Other elements of the short-haul installation are a “leaky line” cable either in the ceiling or under the floor to provide wireless connectivity–“because of cabin monuments we can’t do it with a single access point,” Cooper said–plus a base station, radio and antenna. Airbus’ Buxtehude, Germany facility is responsible for developing and certifying the airborne system.
Cooper said the service bulletin for retrofit will be modularized so the equipment can be installed either by an airline’s own engineering staff or a third-party maintenance organization in the course of five night stops on the ramp plus one hangar input for the antenna installation.
Initial airworthiness certification is likely to focus on a line installation, Cooper said. The regulators would prefer to use the latest version of an aircraft because that will have the highest levels of electromagnetic interference, “then it’s simple to translate that into a retrofit kit.”
Cooper sees the end-user price as even more important than affordability by the airlines. “It’s about choice,” he said. “If you’re flying London to Frankfurt you can make calls on the aircraft or on the ground. But if the price is significantly different there is no choice.”
Accordingly, OnAir will set its charges at the level of international roaming rates, and because they are expected to come down as a result of consumer pressure, there is a built-in 10-percent-per-annum price deflator over five years to reassure airlines that the service will have long-term viability.
The service will also require the approval of national telecommunications regulatory authorities.

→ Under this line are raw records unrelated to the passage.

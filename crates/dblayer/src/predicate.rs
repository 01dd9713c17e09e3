//! WHERE/HAVING predicate trees.
//!
//! A [`PredicateTree`] is an ordered list of [`Predicate`] nodes. Each node is either a raw
//! clause with its bound arguments or a nested group rendered in parentheses. Rendering walks
//! the tree once and emits clause text and arguments together, so the argument vector always
//! lines up with the `?` placeholders in the text.
//!
//! ```ignore
//! let mut tree = PredicateTree::new();
//! tree.and("status = ?", args!["active"]);
//! tree.and_group(|g| {
//!     g.and("age > ?", args![18]);
//!     g.or("vip = ?", args![true]);
//! });
//! let (sql, args) = tree.render();
//! assert_eq!(sql, "status = ? AND (age > ? OR vip = ?)");
//! ```

use crate::value::Value;

/// Logical connector placed before a predicate.
#[derive(Debug, Clone, Copy, PartialEq, Eq)]
pub enum Connector {
    And,
    Or,
}

impl Connector {
    pub fn as_sql(self) -> &'static str {
        match self {
            Connector::And => "AND",
            Connector::Or => "OR",
        }
    }
}

/// One node of a predicate tree.
#[derive(Debug, Clone, PartialEq)]
pub struct Predicate {
    connector: Connector,
    clause: String,
    nested: Vec<Predicate>,
    args: Vec<Value>,
}

impl Predicate {
    fn clause(connector: Connector, clause: impl Into<String>, args: Vec<Value>) -> Self {
        Self {
            connector,
            clause: clause.into(),
            nested: Vec::new(),
            args,
        }
    }

    fn group(connector: Connector, nested: Vec<Predicate>) -> Self {
        Self {
            connector,
            clause: String::new(),
            nested,
            args: Vec::new(),
        }
    }

    pub fn connector(&self) -> Connector {
        self.connector
    }

    pub fn args(&self) -> &[Value] {
        &self.args
    }

    pub fn nested(&self) -> &[Predicate] {
        &self.nested
    }
}

/// Ordered, possibly nested list of predicates.
#[derive(Debug, Clone, Default, PartialEq)]
pub struct PredicateTree {
    nodes: Vec<Predicate>,
}

impl PredicateTree {
    pub fn new() -> Self {
        Self::default()
    }

    /// True when rendering would produce no clause text.
    pub fn is_empty(&self) -> bool {
        !self.nodes.iter().any(Self::node_emits)
    }

    pub fn len(&self) -> usize {
        self.nodes.len()
    }

    pub fn nodes(&self) -> &[Predicate] {
        &self.nodes
    }

    /// Append `clause` joined with AND.
    pub fn and(&mut self, clause: impl Into<String>, args: Vec<Value>) -> &mut Self {
        self.nodes
            .push(Predicate::clause(Connector::And, clause, args));
        self
    }

    /// Append `clause` joined with OR.
    pub fn or(&mut self, clause: impl Into<String>, args: Vec<Value>) -> &mut Self {
        self.nodes
            .push(Predicate::clause(Connector::Or, clause, args));
        self
    }

    /// Append a parenthesized sub-tree joined with AND.
    pub fn and_group<F>(&mut self, f: F) -> &mut Self
    where
        F: FnOnce(&mut PredicateTree),
    {
        self.push_group(Connector::And, f)
    }

    /// Append a parenthesized sub-tree joined with OR.
    pub fn or_group<F>(&mut self, f: F) -> &mut Self
    where
        F: FnOnce(&mut PredicateTree),
    {
        self.push_group(Connector::Or, f)
    }

    /// Attach an already built sub-tree.
    pub fn push_tree(&mut self, connector: Connector, tree: PredicateTree) -> &mut Self {
        if !tree.nodes.is_empty() {
            self.nodes.push(Predicate::group(connector, tree.nodes));
        }
        self
    }

    /// Append arguments without clause text.
    ///
    /// The node renders as nothing but its arguments take their place in the output order.
    pub fn push_args(&mut self, args: Vec<Value>) -> &mut Self {
        if !args.is_empty() {
            self.nodes
                .push(Predicate::clause(Connector::And, String::new(), args));
        }
        self
    }

    fn push_group<F>(&mut self, connector: Connector, f: F) -> &mut Self
    where
        F: FnOnce(&mut PredicateTree),
    {
        let mut sub = PredicateTree::new();
        f(&mut sub);
        self.push_tree(connector, sub)
    }

    /// Render to clause text and the matching argument list.
    pub fn render(&self) -> (String, Vec<Value>) {
        let mut args = Vec::new();
        let sql = render_level(&self.nodes, &mut args);
        (sql, args)
    }

    /// Render and append the arguments to an existing list.
    pub fn render_into(&self, args: &mut Vec<Value>) -> String {
        render_level(&self.nodes, args)
    }

    fn node_emits(node: &Predicate) -> bool {
        if node.nested.is_empty() {
            !node.clause.is_empty()
        } else {
            node.nested.iter().any(Self::node_emits)
        }
    }
}

fn render_level(nodes: &[Predicate], args: &mut Vec<Value>) -> String {
    let mut sql = String::new();
    for node in nodes {
        let fragment = if node.nested.is_empty() {
            node.clause.clone()
        } else {
            let inner = render_level(&node.nested, args);
            if inner.is_empty() {
                inner
            } else {
                format!("({inner})")
            }
        };
        args.extend(node.args.iter().cloned());

        if fragment.is_empty() {
            continue;
        }
        if !sql.is_empty() {
            sql.push(' ');
            sql.push_str(node.connector.as_sql());
            sql.push(' ');
        }
        sql.push_str(&fragment);
    }
    sql
}

/// Count `?` placeholders outside single-quoted literals.
#[cfg(test)]
pub(crate) fn count_placeholders(sql: &str) -> usize {
    let mut in_quote = false;
    sql.chars()
        .filter(|&c| {
            if c == '\'' {
                in_quote = !in_quote;
            }
            c == '?' && !in_quote
        })
        .count()
}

The approach, again, is to start the regulatory process in Europe, via the European Conference of Postal and Telecommunications Administrations (CEPT), then roll it out to other authorities.
“We’re working through CEPT working groups on telecommunications, spectrum engineering, interference, frequency management and so on,” Cooper explained. “The process is continuing and it’s a lot of effort but there is no reason to believe there will be a significant delay.”
The process will culminate in recommendations by the CEPT’s Electronic Communications Committee (ECC) to the continent’s 46 national regulators. “Those national regulators will decide on what conditions they grant a license to airlines registered in their country to operate aircraft with that service, so we will go to each national regulator with the ECC recommendation,” he said.
The targeted entry into service data of mid-2006 for short-haul routes in Europe means airlines that want the service need to be talking to OnAir now, Cooper said. So far the “well known cabin innovators” have shown interest in the long-haul sector, and there has been a lot of interest from short-haul and low-cost operators.